Conductivity in liquid electrolytes is generally accepted to be due to the free mobility of ions in the electrolyte. Jacques-E. Moser, École Polytechnique Fédérale de Lausanne, Switzerland, and co-workers have demonstrated the existence of a mechanism for the conduction of electricity without mobile ions.
The team studied the conduction properties of the ionic liquid (IL), 1-methyl-3-propylimidazolium iodide, and the dynamical behavior of IL/I2 mixtures by using terahertz time-domain spectroscopy. At tens degrees below the liquid state, the conduction was found to be almost exactly that of its solid state, which contradicts the mobile-ion model. The Grotthuss mechanism of bond-exchange processes was determined to be a key factor in enhancing the conductivity of the melts: Iodide ions formed groups which expelled the end ions when an isolated ion approached the other end.

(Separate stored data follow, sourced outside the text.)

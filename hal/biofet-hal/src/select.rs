//! Device select abstractions
//!
//! A command sequence to a bus device is framed by one continuous select
//! assertion. Implementations may drive a GPIO directly or go through an
//! output-expansion device; callers only see assert/release.

use crate::gpio::OutputPin;

/// Device select line for one bus device
pub trait ChipSelect {
    /// Error type for select operations
    type Error;

    /// Assert the select line (device listens to the bus)
    fn select(&mut self) -> Result<(), Self::Error>;

    /// Release the select line (device ends the command)
    fn deselect(&mut self) -> Result<(), Self::Error>;
}

/// Active-low select line on a plain GPIO
///
/// The line is released when created so the device starts idle.
pub struct ActiveLow<P> {
    pin: P,
}

impl<P: OutputPin> ActiveLow<P> {
    /// Wrap a GPIO output as an active-low select line
    pub fn new(mut pin: P) -> Self {
        pin.set_high();
        Self { pin }
    }
}

impl<P: OutputPin> ChipSelect for ActiveLow<P> {
    type Error = core::convert::Infallible;

    fn select(&mut self) -> Result<(), Self::Error> {
        self.pin.set_low();
        Ok(())
    }

    fn deselect(&mut self) -> Result<(), Self::Error> {
        self.pin.set_high();
        Ok(())
    }
}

This has important implications from ILs used as charge-transport media in batteries or dye-sensitized solar cells.
Image: (c) École Polytechnique Fédérale de Lausanne, Switzerland
- Extraordinarily Efficient Conduction in a Redox-Active Ionic Liquid
V. K. Thorsmølle, G. Rothenberger, D. Topgaard, J. C. Brauer, D.-B. Kuang et al.,
ChemPhysChem 2011, 12(1), 145–149.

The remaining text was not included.